〇 PTSD(心的外傷後ストレス障害)とのちがいは?
・PTSDは、交通事故や災害など「一度の大きなショック」で起こることが多いです。
・それに対して発達性トラウマ障害は、小さいころに繰り返されたつらい体験が原因に
なります。だからこそ、心の土台や人との関わり方にも深く影響してしまうのです。
〇 どうすればよくなるの?
・発達性トラウマ障害は、信頼できる人とつながりながら、自分の心を少しずつ
癒していくことが大切です。
①心理カウンセリングやセラピー(遊びや会話を通して安心感を育てます)
②安心できる場所での生活(予測できる環境)
③自分を責めないこと(トラウマはあなたのせいではありません)
つらい経験があっても、それを乗り越えていくことはできます。
ゆっくりでいいので、「安全」「信頼」「安心」を感じられることが大切です。
家庭でできる発達性トラウマ障害への支援は、とても大切です。専門的な治療とあわせて、安心できる家庭環境が回復の土台になります。

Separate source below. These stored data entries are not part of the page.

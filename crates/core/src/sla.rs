//! SLA due-date arithmetic and escalation status.
//!
//! Policies are stored as day/hour/minute parts and normalized to whole minutes before any
//! date math. The calculator only adds a duration to an instant; time zones stay with the
//! caller's `DateTime`.

use std::collections::BTreeMap;

use chrono::{DateTime, Duration, TimeZone, Utc};
use serde::{Deserialize, Serialize};
use tracing::warn;

use crate::audit::{AuditCategory, AuditContext, AuditOutcome, AuditSink};
use crate::errors::WorkflowError;

const PRIORITY_ALIASES: &[(&str, &str)] = &[("critical", "top")];

#[derive(Clone, Copy, Debug, Default, PartialEq, Eq, Serialize, Deserialize)]
pub struct SlaDuration {
    #[serde(default)]
    pub days: i64,
    #[serde(default)]
    pub hours: i64,
    #[serde(default)]
    pub minutes: i64,
}

impl SlaDuration {
    pub fn new(days: i64, hours: i64, minutes: i64) -> Self {
        Self { days, hours, minutes }
    }

    pub fn from_hours(hours: i64) -> Self {
        Self { days: 0, hours, minutes: 0 }
    }

    /// Negative parts count as zero.
    pub fn total_minutes(&self) -> i64 {
        self.days
            .max(0)
            .saturating_mul(24 * 60)
            .saturating_add(self.hours.max(0).saturating_mul(60))
            .saturating_add(self.minutes.max(0))
    }
}

#[derive(Clone, Debug, PartialEq, Eq, Serialize, Deserialize)]
pub struct SlaPolicyEntry {
    pub name: String,
    pub response: SlaDuration,
    pub resolution: SlaDuration,
}

impl SlaPolicyEntry {
    pub fn new(name: impl Into<String>, response: SlaDuration, resolution: SlaDuration) -> Self {
        Self { name: name.into(), response, resolution }
    }
}

/// Priority label to policy lookup. Labels match case-insensitively.
#[derive(Clone, Debug, Default, PartialEq, Eq, Serialize, Deserialize)]
#[serde(transparent)]
pub struct SlaPolicyTable {
    policies: BTreeMap<String, SlaPolicyEntry>,
}

impl SlaPolicyTable {
    pub fn new() -> Self {
        Self::default()
    }

    pub fn with_policy(mut self, priority: &str, entry: SlaPolicyEntry) -> Self {
        self.insert(priority, entry);
        self
    }

    pub fn insert(&mut self, priority: &str, entry: SlaPolicyEntry) {
        self.policies.insert(normalize_priority(priority), entry);
    }

    pub fn get(&self, priority: &str) -> Option<&SlaPolicyEntry> {
        self.policies.get(&normalize_priority(priority))
    }

    pub fn priorities(&self) -> impl Iterator<Item = &str> {
        self.policies.keys().map(String::as_str)
    }

    pub fn iter(&self) -> impl Iterator<Item = (&str, &SlaPolicyEntry)> {
        self.policies.iter().map(|(priority, entry)| (priority.as_str(), entry))
    }

    pub fn is_empty(&self) -> bool {
        self.policies.is_empty()
    }

    fn lookup(&self, priority: &str) -> Result<&SlaPolicyEntry, WorkflowError> {
        self.get(priority).ok_or_else(|| {
            warn!(
                event_name = "sla.priority.unknown",
                priority,
                configured = self.policies.len(),
                "no SLA policy configured for priority"
            );
            WorkflowError::UnknownPriority { priority: priority.to_owned() }
        })
    }
}

pub fn normalize_priority(priority: &str) -> String {
    let key = priority.trim().to_ascii_lowercase();
    PRIORITY_ALIASES
        .iter()
        .find(|(alias, _)| *alias == key)
        .map(|(_, canonical)| (*canonical).to_owned())
        .unwrap_or(key)
}

fn add_minutes<Tz>(
    priority: &str,
    reference: DateTime<Tz>,
    minutes: i64,
) -> Result<DateTime<Tz>, WorkflowError>
where
    Tz: TimeZone,
{
    Duration::try_minutes(minutes)
        .and_then(|delta| reference.checked_add_signed(delta))
        .ok_or_else(|| WorkflowError::DueAtOutOfRange { priority: priority.to_owned() })
}

/// Resolution deadline for `priority` counted from `reference`.
pub fn compute_due_at<Tz>(
    priority: &str,
    reference: DateTime<Tz>,
    table: &SlaPolicyTable,
) -> Result<DateTime<Tz>, WorkflowError>
where
    Tz: TimeZone,
{
    let policy = table.lookup(priority)?;
    add_minutes(priority, reference, policy.resolution.total_minutes())
}

/// First-response deadline for `priority` counted from `reference`.
pub fn compute_response_due_at<Tz>(
    priority: &str,
    reference: DateTime<Tz>,
    table: &SlaPolicyTable,
) -> Result<DateTime<Tz>, WorkflowError>
where
    Tz: TimeZone,
{
    let policy = table.lookup(priority)?;
    add_minutes(priority, reference, policy.response.total_minutes())
}

#[derive(Clone, Debug, PartialEq, Eq, Serialize, Deserialize)]
pub struct SlaAssignment {
    pub priority: String,
    pub policy_name: String,
    pub reference_time: DateTime<Utc>,
    pub response_due_at: DateTime<Utc>,
    pub resolution_due_at: DateTime<Utc>,
}

pub fn assign_sla(
    priority: &str,
    reference_time: DateTime<Utc>,
    table: &SlaPolicyTable,
) -> Result<SlaAssignment, WorkflowError> {
    let policy = table.lookup(priority)?;
    Ok(SlaAssignment {
        priority: normalize_priority(priority),
        policy_name: policy.name.clone(),
        reference_time,
        response_due_at: add_minutes(priority, reference_time, policy.response.total_minutes())?,
        resolution_due_at: add_minutes(
            priority,
            reference_time,
            policy.resolution.total_minutes(),
        )?,
    })
}

pub fn assign_sla_with_audit<S>(
    priority: &str,
    reference_time: DateTime<Utc>,
    table: &SlaPolicyTable,
    sink: &S,
    audit: &AuditContext,
) -> Result<SlaAssignment, WorkflowError>
where
    S: AuditSink + ?Sized,
{
    let result = assign_sla(priority, reference_time, table);
    let event = match &result {
        Ok(assignment) => audit
            .event("sla.assigned", AuditCategory::Sla, AuditOutcome::Success)
            .with_metadata("policy", assignment.policy_name.clone())
            .with_metadata("resolution_due_at", assignment.resolution_due_at.to_rfc3339()),
        Err(error) => audit
            .event("sla.assignment_failed", AuditCategory::Sla, AuditOutcome::Failed)
            .with_metadata("error", error.to_string()),
    };
    sink.emit(event.with_metadata("priority", priority));
    result
}

#[derive(Clone, Copy, Debug, PartialEq, Eq, Serialize, Deserialize)]
#[serde(rename_all = "snake_case")]
pub enum SlaState {
    OnTrack,
    AtRisk,
    Breached,
}

impl SlaState {
    pub fn as_str(&self) -> &'static str {
        match self {
            Self::OnTrack => "on_track",
            Self::AtRisk => "at_risk",
            Self::Breached => "breached",
        }
    }

    pub fn requires_escalation(&self) -> bool {
        matches!(self, Self::Breached)
    }
}

#[derive(Clone, Copy, Debug, PartialEq, Eq, Serialize, Deserialize)]
pub struct SlaStatus {
    pub state: SlaState,
    pub due_at: DateTime<Utc>,
    pub remaining_minutes: i64,
}

fn state_for(remaining: Duration, at_risk_threshold: Duration) -> SlaState {
    if remaining < Duration::zero() {
        SlaState::Breached
    } else if remaining <= at_risk_threshold {
        SlaState::AtRisk
    } else {
        SlaState::OnTrack
    }
}

pub fn evaluate_sla(
    due_at: DateTime<Utc>,
    now: DateTime<Utc>,
    at_risk_threshold: Duration,
) -> SlaStatus {
    let remaining = due_at.signed_duration_since(now);
    SlaStatus {
        state: state_for(remaining, at_risk_threshold),
        due_at,
        remaining_minutes: remaining.num_minutes().max(0),
    }
}

#[derive(Clone, Copy, Debug, PartialEq, Eq, Serialize, Deserialize)]
pub struct PausedSla {
    pub paused_at: DateTime<Utc>,
    pub remaining_minutes: i64,
}

/// A resolution deadline that can be stopped while the request waits on someone else.
#[derive(Clone, Debug, PartialEq, Eq, Serialize, Deserialize)]
pub struct SlaClock {
    priority: String,
    due_at: DateTime<Utc>,
    paused: Option<PausedSla>,
}

impl SlaClock {
    pub fn start(assignment: &SlaAssignment) -> Self {
        Self {
            priority: assignment.priority.clone(),
            due_at: assignment.resolution_due_at,
            paused: None,
        }
    }

    pub fn due_at(&self) -> DateTime<Utc> {
        self.due_at
    }

    pub fn paused(&self) -> Option<PausedSla> {
        self.paused
    }

    pub fn is_paused(&self) -> bool {
        self.paused.is_some()
    }

    /// Freezes the remaining time. Pausing twice keeps the first snapshot.
    ///
    /// The snapshot is signed: a clock paused after its due time stays breached, and
    /// resuming it keeps the deadline the same distance in the past.
    pub fn pause(&mut self, now: DateTime<Utc>) -> PausedSla {
        *self.paused.get_or_insert_with(|| PausedSla {
            paused_at: now,
            remaining_minutes: self.due_at.signed_duration_since(now).num_minutes(),
        })
    }

    pub fn resume(&mut self, now: DateTime<Utc>) -> Result<DateTime<Utc>, WorkflowError> {
        if let Some(paused) = self.paused {
            self.due_at = add_minutes(&self.priority, now, paused.remaining_minutes)?;
            self.paused = None;
        }
        Ok(self.due_at)
    }

    pub fn status(&self, now: DateTime<Utc>, at_risk_threshold: Duration) -> SlaStatus {
        match self.paused {
            Some(paused) => {
                let remaining = Duration::minutes(paused.remaining_minutes);
                SlaStatus {
                    state: state_for(remaining, at_risk_threshold),
                    due_at: self.due_at,
                    remaining_minutes: paused.remaining_minutes.max(0),
                }
            }
            None => evaluate_sla(self.due_at, now, at_risk_threshold),
        }
    }
}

以下に、家庭でできる具体的な支援方法をわかりやすくまとめます。
家庭での支援のポイント
1「安心感」を何より大切にする
発達性トラウマを抱える子は、「この人は自分を傷つけるかもしれない」と無意識に
感じています。だからこそ、「ここは安全だ」と思えることがとても大切です。
具体的には・・・
①怒鳴ったり、威圧したりしない
②スキンシップ(ハグなど)は無理強いしない
③予定やルールはできるだけ予測できる形で伝える
2感情の表現をサポートする
自分の気持ちを言葉で表すのが苦手な子も多いです。感情を「安全に出せる」ように
サポートしましょう。
具体的には・・・
①「悲しかったね」「びっくりしたんだね」と気持ちに名前をつけてあげる
②泣いたり怒ったりしても「気持ちを出しても大丈夫」と伝える
③絵やぬいぐるみ、日記などを使って、間接的に感情を表現できるようにする
3信頼関係を少しずつ築く
すぐに心を開けるわけではありません。時間をかけて「この人は裏切らない」と
感じてもらうことが大切です。
具体的には・・・
①約束を守る(小さなことでも)
②叱るときも、その行動がダメだっただけと伝える(「あなたが悪い」と言わない)
③「あなたのことが大事だよ」と繰り返し伝える(言葉でも態度でも)
4反応に「意味がある」と理解する
困った行動(暴れる、無視する、引きこもるなど)には、その子なりの理由があります。
それは「わざと」ではなく、「守るための反応」であることが多いです。
具体的には・・・
①「この子は今、何を感じているのかな?」と想像してみる
②行動の裏にある不安や恐れに目を向ける
③すぐに正そうとせず、まず安心させることを優先
5支援者(親自身)も助けを受ける
子どもを支えるには、支える側も支えが必要です。親や養育者が疲れ切ってしまわない
よう、自分自身のケアも大切です。
具体的には・・・
①家族や友人に話す
②専門家(カウンセラーや支援機関)に相談する
③完璧を目指さず、「できる範囲で十分」と思うこと
最後に
発達性トラウマを持つ子は、「ふつうの関わり」だけではうまくいかないことがあります。ですが、「安心」「共感」「一貫性のある関わり」を積み重ねていくことで、少しずつ変化していきます。
焦らず、ゆっくり、心をそばに置いてあげてくださいね。